My suggestion is equivalent to all of your suggestions (1), (2) and (3).

  • Since $f(x) e^{i \omega x} = f(x) e^{i \omega x} \chi_{(-\infty, a]} + f(x) e^{i \omega x} \chi_{[a, \infty)}$ for any fixed $a \in \mathbb R$ (where $\chi_A$ always denotes the indicator function on $A \subset \mathbb R$), we immediately get $$ \int_{-\infty}^\infty f(x) e^{i \omega x} = \int_{-\infty}^a f(x) e^{i \omega x} + \int_{a}^\infty f(x) e^{i \omega x}.$$ So my suggestion is the same as your suggestion number (1).

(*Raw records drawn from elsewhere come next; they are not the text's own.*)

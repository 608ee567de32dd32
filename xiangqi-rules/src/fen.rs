//! FEN 格式解析和生成
//!
//! 中国象棋 FEN 格式，只使用前两段：
//! `<棋盘> <走子方>`
//!
//! 棋盘段从黑方底线（第 0 行）开始，红方大写、黑方小写，数字表示连续空格。
//!
//! 示例：
//! `rnbakabnr/9/1c5c1/p1p1p1p1p/9/9/P1P1P1P1P/1C5C1/9/RNBAKABNR r`

use crate::board::Board;
use crate::constants::{COL_COUNT, ROW_COUNT};
use crate::error::XiangqiError;
use crate::piece::{PieceKind, Side};
use crate::position::Position;

/// FEN 格式处理
pub struct Fen;

impl Fen {
    /// 解析 FEN 字符串为棋盘和走子方
    pub fn parse(fen: &str) -> Result<(Board, Side), XiangqiError> {
        let parts: Vec<&str> = fen.split_whitespace().collect();
        if parts.is_empty() {
            return Err(Self::invalid("Empty FEN string"));
        }

        let board = Self::parse_board(parts[0])?;

        // 走子方（默认红方）
        let side = match parts.get(1) {
            Some(field) => {
                let mut chars = field.chars();
                match (chars.next().and_then(Side::from_fen_char), chars.next()) {
                    (Some(side), None) => side,
                    _ => return Err(Self::invalid(format!("Invalid side to move: {}", field))),
                }
            }
            None => Side::Red,
        };

        Ok((board, side))
    }

    /// 解析棋盘部分
    fn parse_board(board_str: &str) -> Result<Board, XiangqiError> {
        let mut board = Board::empty();
        let rows: Vec<&str> = board_str.split('/').collect();

        if rows.len() != ROW_COUNT {
            return Err(Self::invalid(format!(
                "Expected {} rows, got {}",
                ROW_COUNT,
                rows.len()
            )));
        }

        for (row, text) in rows.iter().enumerate() {
            let mut col = 0usize;

            for c in text.chars() {
                if col >= COL_COUNT {
                    return Err(Self::invalid(format!("Row {} has too many columns", row)));
                }

                if let Some(empty_count) = c.to_digit(10) {
                    col += empty_count as usize;
                } else if let Some((kind, side)) = PieceKind::from_fen_char(c) {
                    board.place(kind, side, Position::new(row as i8, col as i8))?;
                    col += 1;
                } else {
                    return Err(Self::invalid(format!("Invalid piece character: {}", c)));
                }
            }

            if col != COL_COUNT {
                return Err(Self::invalid(format!(
                    "Row {} has {} columns, expected {}",
                    row, col, COL_COUNT
                )));
            }
        }

        for side in [Side::Red, Side::Black] {
            let generals = board
                .pieces_on_board()
                .filter(|(_, piece)| piece.owner() == side && piece.kind() == PieceKind::General)
                .count();
            if generals != 1 {
                return Err(Self::invalid(format!(
                    "Expected exactly one {} general, got {}",
                    side, generals
                )));
            }
        }

        Ok(board)
    }

    /// 将棋盘和走子方转换为 FEN 字符串
    pub fn to_string(board: &Board, side: Side) -> String {
        format!("{} {}", Self::board_to_string(board), side.to_fen_char())
    }

    /// 棋盘部分转换为 FEN
    fn board_to_string(board: &Board) -> String {
        let mut rows = Vec::with_capacity(ROW_COUNT);

        for row in 0..ROW_COUNT {
            let mut row_str = String::new();
            let mut empty_count = 0;

            for col in 0..COL_COUNT {
                match board.piece_at(Position::new(row as i8, col as i8)) {
                    Some(piece) => {
                        if empty_count > 0 {
                            row_str.push_str(&empty_count.to_string());
                            empty_count = 0;
                        }
                        row_str.push(piece.to_fen_char());
                    }
                    None => empty_count += 1,
                }
            }

            if empty_count > 0 {
                row_str.push_str(&empty_count.to_string());
            }

            rows.push(row_str);
        }

        rows.join("/")
    }

    fn invalid(reason: impl Into<String>) -> XiangqiError {
        XiangqiError::InvalidFen {
            reason: reason.into(),
        }
    }
}
//! 规则常量定义

use crate::piece::PieceKind;

/// 棋盘行数（第 0 行为黑方底线，第 9 行为红方底线）
pub const ROW_COUNT: usize = 10;

/// 棋盘列数
pub const COL_COUNT: usize = 9;

/// 离开底线多少行即视为过河
pub const RIVER_DISTANCE: i8 = 5;

/// 九宫格最左列
pub const CASTLE_MIN_COL: i8 = 3;

/// 九宫格最右列
pub const CASTLE_MAX_COL: i8 = 5;

/// 九宫格纵深（含底线）
pub const CASTLE_DEPTH: i8 = 3;

/// 初始局面 FEN（首段从黑方底线开始）
pub const INITIAL_FEN: &str = "rnbakabnr/9/1c5c1/p1p1p1p1p/9/9/P1P1P1P1P/1C5C1/9/RNBAKABNR r";

/// 开局布置：棋子类型、距本方底线的行数、所在列
pub const STARTING_LAYOUT: [(PieceKind, i8, &[i8]); 7] = [
    (PieceKind::General, 0, &[4]),
    (PieceKind::Advisor, 0, &[3, 5]),
    (PieceKind::Elephant, 0, &[2, 6]),
    (PieceKind::Horse, 0, &[1, 7]),
    (PieceKind::Chariot, 0, &[0, 8]),
    (PieceKind::Cannon, 2, &[1, 7]),
    (PieceKind::Soldier, 3, &[0, 2, 4, 6, 8]),
];
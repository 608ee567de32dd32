//! 错误类型定义

use thiserror::Error;

use crate::piece::{PieceId, PieceKind, Side};
use crate::position::Position;

/// 代数记谱法解析错误
#[derive(Error, Debug, Clone, PartialEq, Eq)]
pub enum NotationError {
    /// 长度必须为 2 到 3 个字符
    #[error("Algebraic string must be between 2 and 3 characters long, got {0:?}")]
    Length(String),

    /// 列字母必须在 a-i 之间
    #[error("Algebraic column letter must be in \"abcdefghi\", got {0:?}")]
    Letter(char),

    /// 行号不是整数
    #[error("Algebraic row number must be a valid integer, got {0:?}")]
    NumberFormat(String),

    /// 行号超出 1-10
    #[error("Algebraic row number must fall between 1 and 10 inclusive, got {0}")]
    RowOutOfRange(i64),
}

/// 棋盘几何错误（出现即说明调用方有缺陷）
#[derive(Error, Debug, Clone, PartialEq, Eq)]
pub enum BoardError {
    /// 位置超出棋盘
    #[error("Position out of bounds: {0}")]
    OutOfBounds(Position),

    /// 两个端点相同
    #[error("Same position given for both endpoints: {0}")]
    SamePosition(Position),

    /// 目标格已有棋子
    #[error("Position already occupied: {0}")]
    Occupied(Position),

    /// 没有可以撤销的走法
    #[error("No move to undo")]
    NothingToUndo,

    /// 撤销时记录的落点没有棋子
    #[error("No piece at recorded destination {0}")]
    EmptyDestination(Position),

    /// 撤销时棋子已在初始位置
    #[error("Piece at {0} has no earlier position")]
    NoEarlierPosition(Position),

    /// 棋子编号不属于这张棋盘
    #[error("Unknown piece {0:?}")]
    UnknownPiece(PieceId),
}

/// 棋子归属错误（悔棋路径上的一致性检查）
#[derive(Error, Debug, Clone, PartialEq, Eq)]
pub enum RosterError {
    /// 棋子已属于该玩家
    #[error("{kind:?} {id:?} is already owned by {side}")]
    AlreadyOwned {
        id: PieceId,
        kind: PieceKind,
        side: Side,
    },

    /// 棋子不属于该玩家
    #[error("{kind:?} {id:?} is not owned by {side}")]
    NotOwned {
        id: PieceId,
        kind: PieceKind,
        side: Side,
    },
}

/// 非法走法
#[derive(Error, Debug, Clone, PartialEq, Eq)]
pub enum MoveError {
    /// 游戏已结束
    #[error("Game is already over")]
    GameOver,

    /// 起点没有棋子
    #[error("No piece at position {0}")]
    NoPieceAtStart(Position),

    /// 不是走子方的棋子
    #[error("Piece at {pos} belongs to {owner}, not to {mover}")]
    WrongOwner {
        pos: Position,
        owner: Side,
        mover: Side,
    },

    /// 目标不在棋子的可走范围内
    #[error("Invalid move: from {from} to {to}")]
    NotInMoveList { from: Position, to: Position },

    /// 走法会导致己方被将军
    #[error("Move from {from} to {to} would leave the general in check")]
    SelfCheck { from: Position, to: Position },

    /// 没有可以悔的棋
    #[error("No move to take back")]
    NothingToTakeBack,

    /// 悔棋功能已关闭
    #[error("Takeback is disabled")]
    TakebackDisabled,

    #[error("Board error: {0}")]
    Board(#[from] BoardError),

    #[error("Roster error: {0}")]
    Roster(#[from] RosterError),
}

impl MoveError {
    /// 是否为内部一致性故障（而非玩家的非法走法）
    pub fn is_fault(&self) -> bool {
        matches!(self, MoveError::Board(_) | MoveError::Roster(_))
    }
}

/// 规则引擎错误
#[derive(Error, Debug)]
pub enum XiangqiError {
    #[error("Notation error: {0}")]
    Notation(#[from] NotationError),

    #[error("Move error: {0}")]
    Move(#[from] MoveError),

    #[error("Board error: {0}")]
    Board(#[from] BoardError),

    #[error("Roster error: {0}")]
    Roster(#[from] RosterError),

    /// 无效的 FEN 字符串
    #[error("Invalid FEN string: {reason}")]
    InvalidFen { reason: String },

    /// JSON 序列化错误
    #[error("JSON serialization error: {0}")]
    Json(#[from] serde_json::Error),
}

/// 规则引擎操作结果类型
pub type Result<T> = std::result::Result<T, XiangqiError>;

/// 走子操作结果类型
pub type MoveResult<T> = std::result::Result<T, MoveError>;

  • Next, observe that $f(x)e^{i\omega x} \chi_{(-n,n)}$ is dominated by $|f(x)|$, which is integrable by assumption. By the dominated convergence theorem, we learn that $$\int_{-\infty}^\infty f(x) e^{i \omega x} = \lim_{n \to \infty} \int_{-n}^n f(x) e^{i \omega x}$$ So my suggestion is the same as your suggestion number (2).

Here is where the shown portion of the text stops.